Wednesday, August 5, 2009

Our Lady of the Snows


It is said that of old time Our Lady appeared in a dream to John, a devout Roman patrician, and to his wife, as also to Liberius, the reigning Pope, asking that a church in her honour be erected on the Esquiline Hill, the Lord confirming this triple vision by a signal miracle, the fall of snow to mark out the site, and that in the middle of a hot Roman August: and this building thus donated and constructed, in due course consecrated under her title of Mother of God by Pope Sixtus III, betokening the triumph over heresy won at Ephesus, is the far-famed Church of St Mary Major, Santa Maria Maggiore, so-named because the first and greatest of all churches in Rome and the West dedicated to the Most Holy Virgin; and it is also called ad Nives, of the Snows, in memory of its miraculous origins; and furthermore ad Præsepe, for, as befits the greatest shrine of the Lord's Mother, it holds the unique relic of the Crib in which rested the Divine Infant upon His Birth in Bethlehem of Judæa, before Whose Presence Our Lady's Heart thrilled with joy, St Joseph worshipped in amaze, the Shepherds came all inspired by angelic instruction, while the Magi, seeing the Child with Mary His Mother, falling down adored Him.

Truly, blessed is she who believed, for all the things told her by the Lord came to pass; and all generations, as she prophesied by the Holy Ghost, indeed have, do and shall call her blessed. Pray for us, Holy Mother of God!

The Extraordinary Form of the Roman Rite gives for to-day's feast the common Marian collect Concede nos famulos (used at Vespers in the Little Office), while the Ordinary Form appoints Famulorum tuorum quæsumus (until 1950, the collect for the Vigil of the Assumption, still used at None in the Little Office); the Dominican Rite, however, used the following:

Supplicationem servorum tuorum, Deus miserator, exaudi, ut qui in solemnitate Dei Genitricis et Virginis congregamur, ejus intercessionibus a te de instantibus periculis eruamur. Per eumdem...

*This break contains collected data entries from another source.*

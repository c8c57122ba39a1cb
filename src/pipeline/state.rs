//! Run state machine.

use std::fmt;

/// One externally delegated unit of work.
#[derive(Debug, Clone, Copy, PartialEq, Eq, Hash)]
pub enum Stage {
    Transcribe,
    Translate,
    Synthesize,
}

impl Stage {
    /// Stages in execution order.
    pub const ALL: [Stage; 3] = [Stage::Transcribe, Stage::Translate, Stage::Synthesize];

    pub fn label(&self) -> &'static str {
        match self {
            Stage::Transcribe => "transcribe",
            Stage::Translate => "translate",
            Stage::Synthesize => "synthesize",
        }
    }

    /// State the pipeline is in while this stage runs.
    pub fn running_state(&self) -> PipelineState {
        match self {
            Stage::Transcribe => PipelineState::Transcribing,
            Stage::Translate => PipelineState::Translating,
            Stage::Synthesize => PipelineState::Synthesizing,
        }
    }
}

impl fmt::Display for Stage {
    fn fmt(&self, f: &mut fmt::Formatter<'_>) -> fmt::Result {
        f.write_str(self.label())
    }
}

/// Where a pipeline run currently is.
///
/// ```text
/// Idle -> Transcribing -> Translating -> Synthesizing -> Complete
///              \______________\______________\________-> Failed
/// ```
#[derive(Debug, Clone, PartialEq, Eq, Default)]
pub enum PipelineState {
    #[default]
    Idle,
    Transcribing,
    Translating,
    Synthesizing,
    Complete,
    Failed { stage: Stage, message: String },
}

impl PipelineState {
    /// The stage running in this state, if any.
    pub fn stage(&self) -> Option<Stage> {
        match self {
            PipelineState::Transcribing => Some(Stage::Transcribe),
            PipelineState::Translating => Some(Stage::Translate),
            PipelineState::Synthesizing => Some(Stage::Synthesize),
            _ => None,
        }
    }

    pub fn is_terminal(&self) -> bool {
        matches!(self, PipelineState::Complete | PipelineState::Failed { .. })
    }

    /// Whether `next` is a legal successor of `self`.
    ///
    /// A failure must name the stage that was running.
    pub fn can_transition_to(&self, next: &PipelineState) -> bool {
        use PipelineState::*;
        match (self, next) {
            (Idle, Transcribing)
            | (Transcribing, Translating)
            | (Translating, Synthesizing)
            | (Synthesizing, Complete) => true,
            (current, Failed { stage, .. }) => current.stage() == Some(*stage),
            _ => false,
        }
    }
}

impl fmt::Display for PipelineState {
    fn fmt(&self, f: &mut fmt::Formatter<'_>) -> fmt::Result {
        match self {
            PipelineState::Idle => write!(f, "idle"),
            PipelineState::Transcribing => write!(f, "transcribing"),
            PipelineState::Translating => write!(f, "translating"),
            PipelineState::Synthesizing => write!(f, "synthesizing"),
            PipelineState::Complete => write!(f, "complete"),
            PipelineState::Failed { stage, message } => {
                write!(f, "failed ({}): {}", stage, message)
            }
        }
    }
}

#[cfg(test)]
mod tests {
    use super::*;

    fn failed(stage: Stage) -> PipelineState {
        PipelineState::Failed {
            stage,
            message: "boom".to_string(),
        }
    }

    #[test]
    fn test_happy_path_transitions() {
        let path = [
            PipelineState::Idle,
            PipelineState::Transcribing,
            PipelineState::Translating,
            PipelineState::Synthesizing,
            PipelineState::Complete,
        ];
        for pair in path.windows(2) {
            assert!(
                pair[0].can_transition_to(&pair[1]),
                "{} -> {} should be allowed",
                pair[0],
                pair[1]
            );
        }
    }

    #[test]
    fn test_stages_cannot_be_skipped() {
        assert!(!PipelineState::Idle.can_transition_to(&PipelineState::Translating));
        assert!(!PipelineState::Transcribing.can_transition_to(&PipelineState::Synthesizing));
        assert!(!PipelineState::Translating.can_transition_to(&PipelineState::Complete));
        assert!(!PipelineState::Complete.can_transition_to(&PipelineState::Idle));
    }

    #[test]
    fn test_failure_only_from_running_stage() {
        assert!(PipelineState::Transcribing.can_transition_to(&failed(Stage::Transcribe)));
        assert!(PipelineState::Synthesizing.can_transition_to(&failed(Stage::Synthesize)));
        assert!(!PipelineState::Translating.can_transition_to(&failed(Stage::Transcribe)));
        assert!(!PipelineState::Idle.can_transition_to(&failed(Stage::Transcribe)));
        assert!(!PipelineState::Complete.can_transition_to(&failed(Stage::Synthesize)));
    }

    #[test]
    fn test_running_state_round_trips_to_stage() {
        for stage in Stage::ALL {
            assert_eq!(stage.running_state().stage(), Some(stage));
        }
    }

    #[test]
    fn test_terminal_states() {
        assert!(PipelineState::Complete.is_terminal());
        assert!(failed(Stage::Translate).is_terminal());
        assert!(!PipelineState::Idle.is_terminal());
        assert!(!PipelineState::Synthesizing.is_terminal());
    }

    #[test]
    fn test_display() {
        assert_eq!(Stage::Transcribe.to_string(), "transcribe");
        assert_eq!(
            failed(Stage::Translate).to_string(),
            "failed (translate): boom"
        );
    }
}
use crate::error::{DublineError, Result};
use crate::media::MediaPayload;
use crate::stages::{CapabilityReply, SpeechToText, TranscriptionResult};

/// Transcribe the speech in an uploaded video.
///
/// One call, no retry. Size limits are the caller's business; only the MIME
/// type is checked here.
///
/// # Errors
///
/// [`DublineError::InvalidMedia`] when the payload is not audio/video,
/// [`DublineError::Transcription`] when the service produced no transcript,
/// or whatever transport error the capability reported.
pub async fn transcribe(
    capability: &dyn SpeechToText,
    media: &MediaPayload,
) -> Result<TranscriptionResult> {
    if !media.is_audio_or_video() {
        return Err(DublineError::InvalidMedia {
            message: format!(
                "{} has MIME type {}, expected audio/* or video/*",
                media.name(),
                media.mime_type()
            ),
        });
    }

    tracing::debug!(
        service = capability.name(),
        media = media.name(),
        bytes = media.len(),
        "requesting transcript"
    );

    match capability.transcribe(media).await? {
        CapabilityReply::Output(text) => Ok(TranscriptionResult { text }),
        CapabilityReply::NoOutput { reason } => Err(DublineError::Transcription {
            message: format!("no transcript produced: {}", reason),
        }),
    }
}
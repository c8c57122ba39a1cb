use crate::error::{DublineError, Result};
use crate::stages::{CapabilityReply, TranslationRequest, TranslationResult, Translator};

/// Translate text into the requested language.
///
/// The language code is not checked against the supported list; it only has
/// to be non-empty. Source text is sent as-is, even when empty.
///
/// # Errors
///
/// [`DublineError::Translation`] for an empty target language or when the
/// service returns a missing or empty translation.
pub async fn translate(
    capability: &dyn Translator,
    request: &TranslationRequest,
) -> Result<TranslationResult> {
    let target = request.target_language.trim();
    if target.is_empty() {
        return Err(DublineError::Translation {
            message: "target language must not be empty".to_string(),
        });
    }

    tracing::debug!(
        service = capability.name(),
        target_language = target,
        chars = request.source_text.chars().count(),
        "requesting translation"
    );

    match capability.translate(&request.source_text, target).await? {
        CapabilityReply::Output(text) if !text.trim().is_empty() => Ok(TranslationResult {
            translated_text: text,
        }),
        CapabilityReply::Output(_) => Err(DublineError::Translation {
            message: "service returned an empty translation".to_string(),
        }),
        CapabilityReply::NoOutput { reason } => Err(DublineError::Translation {
            message: format!("no translation produced: {}", reason),
        }),
    }
}
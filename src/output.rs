//! Terminal rendering for the CLI.

use crate::error::DublineError;
use crate::history::HistoryRecord;
use crate::languages::{LANGUAGES, language_label};
use crate::pipeline::{ProgressReporter, Stage, StageTimings};
use owo_colors::OwoColorize;
use std::time::Duration;

/// File name of the translated speech written by `translate`.
pub const AUDIO_FILE_NAME: &str = "translated_audio.wav";

/// File name of the transcript written by `translate`.
pub const TRANSCRIPT_FILE_NAME: &str = "transcript.txt";

/// Step label shown while a stage runs.
pub fn stage_title(stage: Stage) -> &'static str {
    match stage {
        Stage::Transcribe => "Transcribing video",
        Stage::Translate => "Translating text",
        Stage::Synthesize => "Generating audio",
    }
}

/// Short elapsed time, e.g. `850ms` or `1.24s`.
pub fn format_elapsed(elapsed: Duration) -> String {
    if elapsed < Duration::from_secs(1) {
        format!("{}ms", elapsed.as_millis())
    } else {
        format!("{:.2}s", elapsed.as_secs_f64())
    }
}

/// Step-by-step status on stderr.
#[derive(Debug, Clone, Copy, Default)]
pub struct TerminalProgress {
    quiet: bool,
}

impl TerminalProgress {
    pub fn new(quiet: bool) -> Self {
        Self { quiet }
    }
}

impl ProgressReporter for TerminalProgress {
    fn stage_started(&self, stage: Stage) {
        if !self.quiet {
            eprintln!("  {} {}...", "•".dimmed(), stage_title(stage));
        }
    }

    fn stage_completed(&self, stage: Stage, elapsed: Duration) {
        if !self.quiet {
            eprintln!(
                "  {} {} {}",
                "✓".green(),
                stage_title(stage),
                format!("({})", format_elapsed(elapsed)).dimmed()
            );
        }
    }

    fn stage_failed(&self, stage: Stage, error: &DublineError) {
        eprintln!("  {} {}: {}", "✗".red(), stage_title(stage), error);
    }
}

/// One line per supported language: `code  Label`.
pub fn render_languages(current: &str) -> String {
    let mut out = String::new();
    for language in LANGUAGES {
        let marker = if language.code.eq_ignore_ascii_case(current) {
            "*"
        } else {
            " "
        };
        out.push_str(&format!("{} {:<4}{}\n", marker, language.code, language.label));
    }
    out
}

/// History table, newest first as given.
pub fn render_history(records: &[HistoryRecord]) -> String {
    if records.is_empty() {
        return "No translations yet.\n".to_string();
    }

    let mut out = String::new();
    for record in records {
        out.push_str(&format!(
            "{}  {}  {}\n",
            record.created_at.format("%Y-%m-%d %H:%M"),
            language_label(&record.target_language),
            record.video_name
        ));
        out.push_str(&format!("    {}\n", preview(&record.translated_text, 72)));
    }
    out
}

/// Per-stage timing summary.
pub fn render_timings(timings: &StageTimings) -> String {
    let parts: Vec<String> = Stage::ALL
        .iter()
        .map(|stage| format!("{} {}", stage, format_elapsed(timings.get(*stage))))
        .collect();
    format!(
        "{} (total {})",
        parts.join(", "),
        format_elapsed(timings.total())
    )
}

/// First line of `text`, cut to `max_chars` with an ellipsis.
fn preview(text: &str, max_chars: usize) -> String {
    let line = text.lines().next().unwrap_or("").trim();
    if line.chars().count() <= max_chars {
        return line.to_string();
    }
    let cut: String = line.chars().take(max_chars.saturating_sub(1)).collect();
    format!("{}…", cut.trim_end())
}

#[cfg(test)]
mod tests {
    use super::*;
    use chrono::{TimeZone, Utc};

    #[test]
    fn test_stage_titles() {
        assert_eq!(stage_title(Stage::Transcribe), "Transcribing video");
        assert_eq!(stage_title(Stage::Synthesize), "Generating audio");
    }

    #[test]
    fn test_format_elapsed() {
        assert_eq!(format_elapsed(Duration::from_millis(850)), "850ms");
        assert_eq!(format_elapsed(Duration::from_millis(1240)), "1.24s");
    }

    #[test]
    fn test_render_languages_marks_current() {
        let out = render_languages("es");
        assert_eq!(out.lines().count(), 20);
        assert!(out.contains("* es  Spanish"));
        assert!(out.contains("  en  English"));
    }

    #[test]
    fn test_render_history() {
        let records = vec![HistoryRecord {
            id: "1".to_string(),
            user_id: "u1".to_string(),
            video_name: "hello.mp4".to_string(),
            translated_text: "Hola mundo\nsegunda línea".to_string(),
            target_language: "es".to_string(),
            created_at: Utc.with_ymd_and_hms(2025, 3, 1, 10, 5, 0).unwrap(),
        }];
        assert_eq!(
            render_history(&records),
            "2025-03-01 10:05  Spanish  hello.mp4\n    Hola mundo\n"
        );
        assert_eq!(render_history(&[]), "No translations yet.\n");
    }

    #[test]
    fn test_render_timings() {
        let timings = StageTimings {
            transcribe: Duration::from_millis(1500),
            translate: Duration::from_millis(200),
            synthesize: Duration::from_millis(800),
        };
        assert_eq!(
            render_timings(&timings),
            "transcribe 1.50s, translate 200ms, synthesize 800ms (total 2.50s)"
        );
    }

    #[test]
    fn test_preview_truncates() {
        assert_eq!(preview("short", 10), "short");
        assert_eq!(preview("abcdefghijk", 5), "abcd…");
    }
}
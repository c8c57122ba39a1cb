//! dubline - Translate the speech in a video into another language
//!
//! Transcribes uploaded media, translates the transcript, re-voices it with a
//! hosted text-to-speech service and wraps the result as WAV.

// Enforce error handling discipline
#![warn(clippy::unwrap_used)]
#![warn(clippy::expect_used)]
#![warn(clippy::let_underscore_must_use)]

pub mod audio;
#[cfg(feature = "cli")]
pub mod cli;
pub mod config;
pub mod defaults;
pub mod error;
#[cfg(feature = "http")]
pub mod gemini;
pub mod history;
pub mod languages;
pub mod media;
#[cfg(feature = "cli")]
pub mod output;
pub mod pipeline;
pub mod stages;
pub mod transcript;

// Capabilities (transcribe → translate → synthesize)
pub use stages::{CapabilityReply, SpeechAudio, SpeechToText, TextToSpeech, Translator};

// Pipeline
pub use pipeline::{
    CompletedRun, Pipeline, PipelineFailure, PipelineRequest, PipelineResult, PipelineState,
    Stage,
};

// Audio
pub use audio::{PcmFormat, WavAudio};

// Error handling
pub use error::{DublineError, PersistenceError, Result};

// Config
pub use config::Config;

// Collaborators
pub use history::{HistoryEntry, HistoryRecord, HistoryStore};
pub use languages::{VoiceGender, VoiceSelection, resolve_voice};
pub use media::MediaPayload;

/// Build version string with optional git commit hash.
///
/// Returns `"0.1.0+abc1234"` when git hash is available, `"0.1.0"` otherwise.
pub fn version_string() -> String {
    let version = env!("CARGO_PKG_VERSION");
    match option_env!("GIT_HASH") {
        Some(hash) if !hash.is_empty() => format!("{}+{}", version, hash),
        _ => version.to_string(),
    }
}
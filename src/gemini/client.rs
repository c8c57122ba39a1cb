use crate::config::ApiConfig;
use crate::error::{DublineError, Result};
use crate::gemini::types::{ApiErrorEnvelope, GenerateRequest, GenerateResponse};
use crate::languages::{VoiceSelection, language_label};
use crate::media::MediaPayload;
use crate::stages::{CapabilityReply, SpeechAudio, SpeechToText, TextToSpeech, Translator};
use async_trait::async_trait;
use base64::Engine;
use base64::engine::general_purpose::STANDARD;
use reqwest::header::CONTENT_TYPE;

const TRANSCRIBE_PROMPT: &str = "Transcribe the speech in the following recording into plain text. \
Return only the transcription without commentary or formatting.";

/// Client for the Generative Language API.
///
/// One instance serves all three capabilities; each uses its own model.
pub struct GeminiClient {
    http: reqwest::Client,
    base_url: String,
    api_key: String,
    transcription_model: String,
    translation_model: String,
    speech_model: String,
}

impl GeminiClient {
    /// Build a client from the `[api]` configuration section.
    ///
    /// # Errors
    ///
    /// Returns [`DublineError::ConfigInvalidValue`] if no API key is configured.
    pub fn from_config(config: &ApiConfig) -> Result<Self> {
        let api_key = config
            .api_key
            .clone()
            .filter(|k| !k.trim().is_empty())
            .ok_or_else(|| DublineError::ConfigInvalidValue {
                key: "api.api_key".to_string(),
                message: "not set (use DUBLINE_API_KEY or GEMINI_API_KEY)".to_string(),
            })?;

        let http = reqwest::Client::builder()
            .timeout(config.timeout())
            .build()
            .map_err(|e| DublineError::capability("gemini", format!("client setup: {e}")))?;

        Ok(Self {
            http,
            base_url: config.base_url.trim_end_matches('/').to_string(),
            api_key,
            transcription_model: config.transcription_model.clone(),
            translation_model: config.translation_model.clone(),
            speech_model: config.speech_model.clone(),
        })
    }

    fn endpoint(&self, model: &str) -> String {
        format!("{}/models/{}:generateContent", self.base_url, model)
    }

    async fn generate(
        &self,
        service: &str,
        model: &str,
        request: &GenerateRequest,
    ) -> Result<GenerateResponse> {
        let body = serde_json::to_string(request).map_err(|e| {
            DublineError::capability(service, format!("failed to encode request: {e}"))
        })?;

        let response = self
            .http
            .post(self.endpoint(model))
            .header("x-goog-api-key", &self.api_key)
            .header(CONTENT_TYPE, "application/json")
            .body(body)
            .send()
            .await
            .map_err(|e| DublineError::capability(service, e.to_string()))?;

        let status = response.status();
        let text = response.text().await.map_err(|e| {
            DublineError::capability(service, format!("failed to read response: {e}"))
        })?;

        if !status.is_success() {
            return Err(DublineError::capability(
                service,
                http_error_message(status.as_u16(), &text),
            ));
        }

        serde_json::from_str(&text).map_err(|e| {
            DublineError::capability(service, format!("failed to parse response: {e}"))
        })
    }
}

/// Status plus the API's own message when the body carries one.
fn http_error_message(status: u16, body: &str) -> String {
    match serde_json::from_str::<ApiErrorEnvelope>(body) {
        Ok(envelope) if !envelope.error.message.is_empty() => {
            format!("HTTP {}: {}", status, envelope.error.message)
        }
        _ => format!("HTTP {}", status),
    }
}

fn translate_prompt(text: &str, target_language: &str) -> String {
    format!(
        "Translate the following text into {}. Return only the translated text.\n\n{}",
        language_label(target_language),
        text
    )
}

#[async_trait]
impl SpeechToText for GeminiClient {
    async fn transcribe(&self, media: &MediaPayload) -> Result<CapabilityReply<String>> {
        let request = GenerateRequest::with_media(
            TRANSCRIBE_PROMPT.to_string(),
            media.mime_type(),
            STANDARD.encode(media.bytes()),
        );
        let response = self
            .generate("gemini transcription", &self.transcription_model, &request)
            .await?;
        Ok(response.text_reply())
    }

    fn name(&self) -> &str {
        &self.transcription_model
    }
}

#[async_trait]
impl Translator for GeminiClient {
    async fn translate(
        &self,
        text: &str,
        target_language: &str,
    ) -> Result<CapabilityReply<String>> {
        let request = GenerateRequest::text(translate_prompt(text, target_language), 0.2);
        let response = self
            .generate("gemini translation", &self.translation_model, &request)
            .await?;
        Ok(response.text_reply())
    }

    fn name(&self) -> &str {
        &self.translation_model
    }
}

#[async_trait]
impl TextToSpeech for GeminiClient {
    async fn speak(
        &self,
        text: &str,
        voice: &VoiceSelection,
    ) -> Result<CapabilityReply<SpeechAudio>> {
        let request = GenerateRequest::speech(text.to_string(), voice.as_str());
        let response = self
            .generate("gemini speech", &self.speech_model, &request)
            .await?;
        Ok(response.audio_reply())
    }

    fn name(&self) -> &str {
        &self.speech_model
    }
}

(Mercifully hear, O God, the prayers of Thy servants, that we who are gathered together on the solemnity of the Virgin Mother of God, may through her intercession be delivered by Thee from the dangers that threaten us. Through the same...)

I look forward to visiting this church during my upcoming Roman holiday.

Other saints of the day include St Nonna, wife of St Gregory the Elder and mother of SS Gregory the Great, Cæsarius and Gorgonia - a holy family almost to rival that of St Gregory the Great, his father St Gordianus, his mother St Silvia, and his aunts SS Trasilla and Emiliana (the relics of the last three of these I will venerate when at the Cælian in just over a month's time).

2 comments:

Salvatore said...

And whilst you’re at St Mary Major do not neglect to visit the gift shop. There, I was delighted to discover, you can purchase yourself a snowglobe of Our Lady of the Snows! No Catholic home is complete without one.

Joshua said...

There's something charming about such kitsch and tacky things... I once won a small glow-in-the-dark statue of Our Lady of the Immaculate Conception, which I rather liked for much the same reason; unfortunately, I lost it in one of my moves.

Thanks for the tip about the piety stall!